Fast noniterative data analysis method for frequency-domain near-infrared spectroscopy with the microscopic Beer-Lambert law

By using the microscopic Beer-Lambert law (MBL), we propose a fast and effective analysis method for retrieving the absorption coefficient changes of a sample from broadband frequency-domain diffuse optical spectroscopy (FD-DOS) or frequency-domain near-infrared spectroscopy (FD-NIRS) data. To verify the advantages of our proposed method, we built a broadband frequency-domain single-distance diffuse optical imaging (DOI) system for measuring the amplitude and the phase of transmitted light.
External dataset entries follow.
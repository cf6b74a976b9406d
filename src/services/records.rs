// src/services/records.rs
//! Operações genéricas sobre registos planos `<coleção>/<id>`, usadas pelos repositórios.

use crate::{
    error::{AppError, AppResult},
    store::{tree, KvStore},
};
use chrono::{SecondsFormat, Utc};
use serde::{de::DeserializeOwned, Serialize};
use serde_json::{Map, Value};

/// Hora atual em ISO 8601 com milissegundos (`2025-01-01T10:00:00.000Z`).
pub fn now_iso() -> String {
    Utc::now().to_rfc3339_opts(SecondsFormat::Millis, true)
}

/// Valida um ID vindo da URL antes de o usar como segmento de caminho.
pub fn record_path(collection: &str, id: &str) -> AppResult<String> {
    if !tree::is_valid_key(id) {
        return Err(AppError::Validation(format!("ID inválido: '{}'", id)));
    }
    Ok(format!("{}/{}", collection, id))
}

/// Texto obrigatório: presente e não vazio depois de `trim`.
pub fn required(value: Option<String>, field: &str) -> AppResult<String> {
    value
        .map(|v| v.trim().to_string())
        .filter(|v| !v.is_empty())
        .ok_or_else(|| AppError::Validation(format!("{} é obrigatório", field)))
}

/// Lê e converte um registo; `None` se não existir.
pub async fn fetch<T: DeserializeOwned>(store: &dyn KvStore, path: &str) -> AppResult<Option<T>> {
    let Some(value) = store.read(path).await? else {
        return Ok(None);
    };
    let record = serde_json::from_value(value).map_err(|e| {
        tracing::error!("Registo ilegível em '{}': {}", path, e);
        AppError::Internal
    })?;
    Ok(Some(record))
}

/// Lê todos os filhos de uma coleção. Entradas ilegíveis são ignoradas (com aviso).
/// O `id` de cada registo é preenchido com a chave, se vier vazio.
pub async fn fetch_all<T: DeserializeOwned>(store: &dyn KvStore, collection: &str) -> AppResult<Vec<T>> {
    let Some(Value::Object(children)) = store.read(collection).await? else {
        return Ok(Vec::new());
    };

    let mut records = Vec::with_capacity(children.len());
    for (key, mut value) in children {
        if let Value::Object(fields) = &mut value {
            let missing_id = fields.get("id").and_then(Value::as_str).map_or(true, str::is_empty);
            if missing_id {
                fields.insert("id".to_string(), Value::String(key.clone()));
            }
        }
        match serde_json::from_value(value) {
            Ok(record) => records.push(record),
            Err(e) => tracing::warn!("Registo '{}/{}' ignorado: {}", collection, key, e),
        }
    }
    Ok(records)
}

/// Lê todos os filhos como JSON cru, acrescentando a chave em `key`.
pub async fn fetch_keyed(store: &dyn KvStore, collection: &str) -> AppResult<Vec<Value>> {
    let Some(Value::Object(children)) = store.read(collection).await? else {
        return Ok(Vec::new());
    };
    Ok(children
        .into_iter()
        .map(|(key, value)| match value {
            Value::Object(mut fields) => {
                fields.insert("key".to_string(), Value::String(key));
                Value::Object(fields)
            }
            other => serde_json::json!({ "key": key, "value": other }),
        })
        .collect())
}

/// Grava um registo novo (sobrescreve o caminho).
pub async fn insert<T: Serialize>(store: &dyn KvStore, path: &str, record: &T) -> AppResult<()> {
    let value = serde_json::to_value(record).map_err(|e| {
        tracing::error!("Erro ao serializar registo para '{}': {:?}", path, e);
        AppError::Internal
    })?;
    store.write(path, value).await?;
    Ok(())
}

/// Merge raso de `patch` sobre o registo existente, com `updatedAt` renovado.
/// Devolve `None` se o registo não existir.
pub async fn merge<T, P>(store: &dyn KvStore, path: &str, patch: &P) -> AppResult<Option<T>>
where
    T: DeserializeOwned,
    P: Serialize,
{
    let Some(Value::Object(mut current)) = store.read(path).await? else {
        return Ok(None);
    };

    let mut fields: Map<String, Value> = match serde_json::to_value(patch) {
        Ok(Value::Object(fields)) => fields,
        _ => Map::new(),
    };
    // Campos geridos pelo servidor não se alteram por aqui.
    fields.remove("id");
    fields.remove("createdAt");
    fields.insert("updatedAt".to_string(), Value::String(now_iso()));

    store.update(path, fields.clone()).await?;

    for (key, value) in fields {
        current.insert(key, value);
    }
    let merged = serde_json::from_value(Value::Object(current)).map_err(|e| {
        tracing::error!("Registo ilegível após merge em '{}': {}", path, e);
        AppError::Internal
    })?;
    Ok(Some(merged))
}

/// Apaga um registo; `false` se não existia.
pub async fn remove(store: &dyn KvStore, path: &str) -> AppResult<bool> {
    if store.read(path).await?.is_none() {
        return Ok(false);
    }
    store.delete(path).await?;
    Ok(true)
}

#[cfg(test)]
mod tests {
    use super::*;

    #[test]
    fn required_trims_and_rejects_blank() {
        assert_eq!(required(Some("  Ana ".into()), "name").unwrap(), "Ana");
        assert!(matches!(required(Some("  ".into()), "name"), Err(AppError::Validation(_))));
        assert!(required(None, "name").is_err());
    }

    #[test]
    fn record_path_rejects_path_tricks() {
        assert_eq!(record_path("students", "abc").unwrap(), "students/abc");
        assert!(record_path("students", "a/b").is_err());
        assert!(record_path("students", "").is_err());
    }

    #[test]
    fn now_iso_looks_like_js_iso_string() {
        let now = now_iso();
        assert!(now.ends_with('Z'));
        assert_eq!(now.len(), "2025-01-01T10:00:00.000Z".len());
    }
}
Fifteen liquid phantoms with different absorption and scattering coefficients are prepared, and the changes in the absorption coefficient delta mu(s) are retrieved by using the conventional nonlinear least-squares fitting (NLSF) and the proposed MBL methods. Results show that the computation time and the precision of the MBL method are much better than those of the NLSF method, respectively.

Automated summary

In this study, a fast and effective analysis method utilizing the microscopic Beer-Lambert law is proposed for retrieving the changes in absorption coefficients of a sample from broadband frequency-domain diffuse optical spectroscopy or frequency-domain near-infrared spectroscopy data. Experimental results demonstrate that the proposed method outperforms the conventional nonlinear least-squares fitting method in terms of computation time and precision.